Cocoa, Multivitamins, and Dementia

By Chuck Dinerstein, MD, MBA — Sep 19, 2022
Could cocoa extract or a multivitamin slow the onset of dementia? A new randomized placebo-controlled study offers some hope. (Spoiler alert: Eating a chocolate bar a day will not keep dementia away.)
Image by Ri Butov from Pixabay

The study asks whether simple dietary intervention, the daily use of cocoa or Centrum Silver, will slow the downward spiral of dementia. Why those two? Cocoa has a very high percentage of flavonoids which increase cerebral blood flow. Multivitamins contain a range of “micronutrients and minerals,” which may help those with deficiencies optimize their cognition. The findings have been mixed in both cases, and there are few, if any, long-term studies.

The researchers piggybacked this study into a larger cohort looking at cocoa and multivitamins' impact on cardiovascular disease and cancer. Thirty-six thousand individuals began the parent study; 21,000, or 60%, were randomized. Within this 21,000 cohort, 5,300 were offered a chance to participate in the cognition study, and 2,262 formed the basis of this research. Caveat 1 – your choice of the denominator, 36,000 or 5,300, will determine just how selective the cohort appears to be, but it is selective.

Demographics and risk factors were essentially identical across the four treatment groups. [1] Here is what they found.

Let’s break it down, starting with A and B. In the first two years, there was an improvement in cognitive scores in the placebo, cocoa, and multivitamin groups. This is, to a large extent, due to increased familiarity with the testing that was conducted by phone. The key result was the outcome in year 3. Here for those with the cocoa supplements, there was no difference from the placebo group, although we still see the impact of familiarity – the cognition is still better than baseline. For the multivitamin group, there was no additional improvement; the effect had “plateaued” and was persistently better than the placebo controls.

The Forest plots in C and D break down the impact of factors like age, gender, etc. As a reminder, horizontal lines touching the vertical imply no effect. We can ignore the cocoa group. The only group with a statistically significant improvement with multivitamins is those with pre-existing cardiovascular disease. As the researchers suggest, in other studies, individuals with cardiovascular disease have been found to be deficient in micronutrients, so there is a plausible reason for the improvement. 

The improvement in cognitive function was primarily in episodic memory (remembering events in your past), with a much smaller gain in executive function (abilities to organize, abstract, multitask, social interactions, planning.)

Despite the efforts of the researchers to recruit underrepresented demographics, the study group was not reflective of America.

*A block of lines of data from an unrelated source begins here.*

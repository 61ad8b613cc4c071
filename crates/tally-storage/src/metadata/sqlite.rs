// SPDX-FileCopyrightText: 2026 Tally Contributors
// SPDX-License-Identifier: MIT OR Apache-2.0

//! SQLite-backed implementation of the [`JobMetadataStore`].
//!
//! Both write primitives are conditional writes, not read-then-write
//! checks: insert relies on `ON CONFLICT DO NOTHING` over the primary key
//! and reports a duplicate when nothing was written; update reports a
//! conflict when no row matched. record_version and the timestamps are
//! stamped here, never by callers.

use std::str::FromStr;
use std::sync::Arc;

use async_trait::async_trait;
use chrono::Utc;
use rusqlite::params;
use tokio::sync::Mutex;
use tracing::{debug, info};

use tally_config::MetadataConfig;
use tally_core::types::{format_timestamp, parse_timestamp};
use tally_core::{
    JobMetadata, JobMetadataChangeFeed, JobMetadataStore, JobStatus, RequestInfo, ResultInfo,
    StoreError,
};

use crate::database::Database;

const SECONDS_PER_DAY: i64 = 86_400;

const METADATA_COLUMNS: &str = "job_key, job_status, num_attempts, server_job_id, request_info,
     result_info, request_received_at, request_updated_at,
     request_processing_started_at, record_version, ttl";

/// Durable metadata store on the shared SQLite database.
pub struct SqliteJobMetadataStore {
    db: Database,
    retention_days: u32,
}

/// Column values exactly as stored, decoded into domain types off the
/// connection thread.
struct RawRow {
    job_key: String,
    job_status: String,
    num_attempts: i32,
    server_job_id: String,
    request_info: String,
    result_info: Option<String>,
    request_received_at: String,
    request_updated_at: String,
    request_processing_started_at: Option<String>,
    record_version: i64,
    ttl: i64,
}

fn read_row(row: &rusqlite::Row<'_>) -> Result<RawRow, rusqlite::Error> {
    Ok(RawRow {
        job_key: row.get(0)?,
        job_status: row.get(1)?,
        num_attempts: row.get(2)?,
        server_job_id: row.get(3)?,
        request_info: row.get(4)?,
        result_info: row.get(5)?,
        request_received_at: row.get(6)?,
        request_updated_at: row.get(7)?,
        request_processing_started_at: row.get(8)?,
        record_version: row.get(9)?,
        ttl: row.get(10)?,
    })
}

fn decode_row(raw: RawRow) -> Result<JobMetadata, StoreError> {
    let request_info: RequestInfo =
        serde_json::from_str(&raw.request_info).map_err(StoreError::backend)?;
    let result_info: Option<ResultInfo> = raw
        .result_info
        .as_deref()
        .map(serde_json::from_str)
        .transpose()
        .map_err(StoreError::backend)?;
    Ok(JobMetadata {
        job_key: tally_core::JobKey::new(raw.job_key),
        job_status: JobStatus::from_str(&raw.job_status).map_err(StoreError::backend)?,
        num_attempts: raw.num_attempts,
        server_job_id: raw.server_job_id,
        request_info,
        result_info,
        request_received_at: parse_timestamp(&raw.request_received_at)
            .map_err(StoreError::backend)?,
        request_updated_at: parse_timestamp(&raw.request_updated_at)
            .map_err(StoreError::backend)?,
        request_processing_started_at: raw
            .request_processing_started_at
            .as_deref()
            .map(parse_timestamp)
            .transpose()
            .map_err(StoreError::backend)?,
        record_version: raw.record_version,
        ttl: raw.ttl,
    })
}

impl SqliteJobMetadataStore {
    /// Create a store over an already-opened database.
    pub fn new(db: Database, config: &MetadataConfig) -> Self {
        Self {
            db,
            retention_days: config.retention_days,
        }
    }

    fn ttl_from_now(&self) -> i64 {
        Utc::now().timestamp() + i64::from(self.retention_days) * SECONDS_PER_DAY
    }
}

#[async_trait]
impl JobMetadataStore for SqliteJobMetadataStore {
    async fn get_job_metadata(
        &self,
        job_key_string: &str,
    ) -> Result<Option<JobMetadata>, StoreError> {
        let job_key = job_key_string.to_string();
        let raw = self
            .db
            .connection()
            .call(move |conn| {
                let mut stmt = conn.prepare(&format!(
                    "SELECT {METADATA_COLUMNS} FROM job_metadata WHERE job_key = ?1"
                ))?;
                match stmt.query_row(params![job_key], read_row) {
                    Ok(raw) => Ok(Some(raw)),
                    Err(rusqlite::Error::QueryReturnedNoRows) => Ok(None),
                    Err(e) => Err(e),
                }
            })
            .await
            .map_err(StoreError::backend)?;
        raw.map(decode_row).transpose()
    }

    async fn insert_job_metadata(&self, metadata: &JobMetadata) -> Result<(), StoreError> {
        if metadata.record_version != 0 {
            return Err(StoreError::RecordVersionPreset(
                metadata.job_key.as_str().to_string(),
            ));
        }

        let job_key = metadata.job_key.as_str().to_string();
        let job_status = metadata.job_status.to_string();
        let num_attempts = metadata.num_attempts;
        let server_job_id = metadata.server_job_id.clone();
        let request_info =
            serde_json::to_string(&metadata.request_info).map_err(StoreError::backend)?;
        let result_info = metadata
            .result_info
            .as_ref()
            .map(serde_json::to_string)
            .transpose()
            .map_err(StoreError::backend)?;
        let received_at = format_timestamp(metadata.request_received_at);
        let updated_at = format_timestamp(metadata.request_updated_at);
        let started_at = metadata
            .request_processing_started_at
            .map(format_timestamp);
        let ttl = self.ttl_from_now();

        let key_for_query = job_key.clone();
        let inserted = self
            .db
            .connection()
            .call(move |conn| -> Result<usize, rusqlite::Error> {
                Ok(conn.execute(
                    "INSERT INTO job_metadata
                         (job_key, job_status, num_attempts, server_job_id, request_info,
                          result_info, request_received_at, request_updated_at,
                          request_processing_started_at, record_version, ttl)
                     VALUES (?1, ?2, ?3, ?4, ?5, ?6, ?7, ?8, ?9, 0, ?10)
                     ON CONFLICT (job_key) DO NOTHING",
                    params![
                        key_for_query,
                        job_status,
                        num_attempts,
                        server_job_id,
                        request_info,
                        result_info,
                        received_at,
                        updated_at,
                        started_at,
                        ttl,
                    ],
                )?)
            })
            .await
            .map_err(StoreError::backend)?;

        if inserted == 0 {
            return Err(StoreError::JobKeyExists(job_key));
        }
        info!(job_key = %metadata.job_key, "inserted job metadata");
        Ok(())
    }

    async fn update_job_metadata(&self, metadata: &JobMetadata) -> Result<(), StoreError> {
        let job_key = metadata.job_key.as_str().to_string();
        let job_status = metadata.job_status.to_string();
        let num_attempts = metadata.num_attempts;
        let server_job_id = metadata.server_job_id.clone();
        let request_info =
            serde_json::to_string(&metadata.request_info).map_err(StoreError::backend)?;
        let result_info = metadata
            .result_info
            .as_ref()
            .map(serde_json::to_string)
            .transpose()
            .map_err(StoreError::backend)?;
        let received_at = format_timestamp(metadata.request_received_at);
        let updated_at = format_timestamp(Utc::now());
        let started_at = metadata
            .request_processing_started_at
            .map(format_timestamp);
        let ttl = self.ttl_from_now();

        let key_for_query = job_key.clone();
        let changed = self
            .db
            .connection()
            .call(move |conn| -> Result<usize, rusqlite::Error> {
                Ok(conn.execute(
                    "UPDATE job_metadata SET
                         job_status = ?2,
                         num_attempts = ?3,
                         server_job_id = ?4,
                         request_info = ?5,
                         result_info = ?6,
                         request_received_at = ?7,
                         request_updated_at = ?8,
                         request_processing_started_at = ?9,
                         record_version = record_version + 1,
                         ttl = ?10
                     WHERE job_key = ?1",
                    params![
                        key_for_query,
                        job_status,
                        num_attempts,
                        server_job_id,
                        request_info,
                        result_info,
                        received_at,
                        updated_at,
                        started_at,
                        ttl,
                    ],
                )?)
            })
            .await
            .map_err(StoreError::backend)?;

        if changed == 0 {
            return Err(StoreError::Conflict(job_key));
        }
        debug!(job_key = %metadata.job_key, status = %metadata.job_status, "updated job metadata");
        Ok(())
    }

    async fn sweep_expired(&self) -> Result<u64, StoreError> {
        let now = Utc::now().timestamp();
        let removed = self
            .db
            .connection()
            .call(move |conn| -> Result<usize, rusqlite::Error> {
                Ok(conn.execute("DELETE FROM job_metadata WHERE ttl <= ?1", params![now])?)
            })
            .await
            .map_err(StoreError::backend)?;
        if removed > 0 {
            info!(removed, "swept expired job metadata");
        }
        Ok(removed as u64)
    }
}

/// Polling change feed over the metadata table.
///
/// Tracks a watermark of the newest `request_updated_at` already delivered;
/// each call returns the rows updated past it, oldest first. A fresh feed
/// starts from the beginning of the table, so consumers see every existing
/// row once after a restart.
pub struct SqliteJobMetadataChangeFeed {
    db: Database,
    watermark: Mutex<String>,
}

impl SqliteJobMetadataChangeFeed {
    pub fn new(db: Database) -> Self {
        Self {
            db,
            watermark: Mutex::new(String::new()),
        }
    }
}

#[async_trait]
impl JobMetadataChangeFeed for SqliteJobMetadataChangeFeed {
    async fn next_changes(&self) -> Result<Vec<JobMetadata>, StoreError> {
        let mut watermark = self.watermark.lock().await;
        let since = watermark.clone();
        let raws = self
            .db
            .connection()
            .call(move |conn| -> Result<Vec<RawRow>, rusqlite::Error> {
                let mut stmt = conn.prepare(&format!(
                    "SELECT {METADATA_COLUMNS} FROM job_metadata
                     WHERE request_updated_at > ?1
                     ORDER BY request_updated_at ASC, job_key ASC"
                ))?;
                let rows = stmt.query_map(params![since], read_row)?;
                let mut raws = Vec::new();
                for row in rows {
                    raws.push(row?);
                }
                Ok(raws)
            })
            .await
            .map_err(StoreError::backend)?;

        let mut changes = Vec::with_capacity(raws.len());
        for raw in raws {
            let updated_at = raw.request_updated_at.clone();
            changes.push(decode_row(raw)?);
            // Advance only past rows actually delivered.
            if updated_at > *watermark {
                *watermark = updated_at;
            }
        }
        Ok(changes)
    }
}

/// Build a sqlite store and its change feed over the same database handle.
pub fn with_change_feed(
    db: Database,
    config: &MetadataConfig,
) -> (Arc<SqliteJobMetadataStore>, SqliteJobMetadataChangeFeed) {
    (
        Arc::new(SqliteJobMetadataStore::new(db.clone(), config)),
        SqliteJobMetadataChangeFeed::new(db),
    )
}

  • 88.7% Non-Hispanic White
  • 59.6% Female
  • 88.1% Attended or graduated from college or pursued additional education after college
  • Average BMI of 27, overweight but not obese. For context, 43% of this age group are obese
  • 22.41 “metabolic equivalent” hours of exercise weekly. For context, roughly 40% of this age group exercise 2.5 hours weekly.

Caveat 2 – the participants were not reflective of what might occur when the study results were applied to a much broader and different population. A limitation that the researchers do acknowledge. This limitation was further exacerbated by the fact that those with missing data were more likely to be smokers, have diabetes, and have less education.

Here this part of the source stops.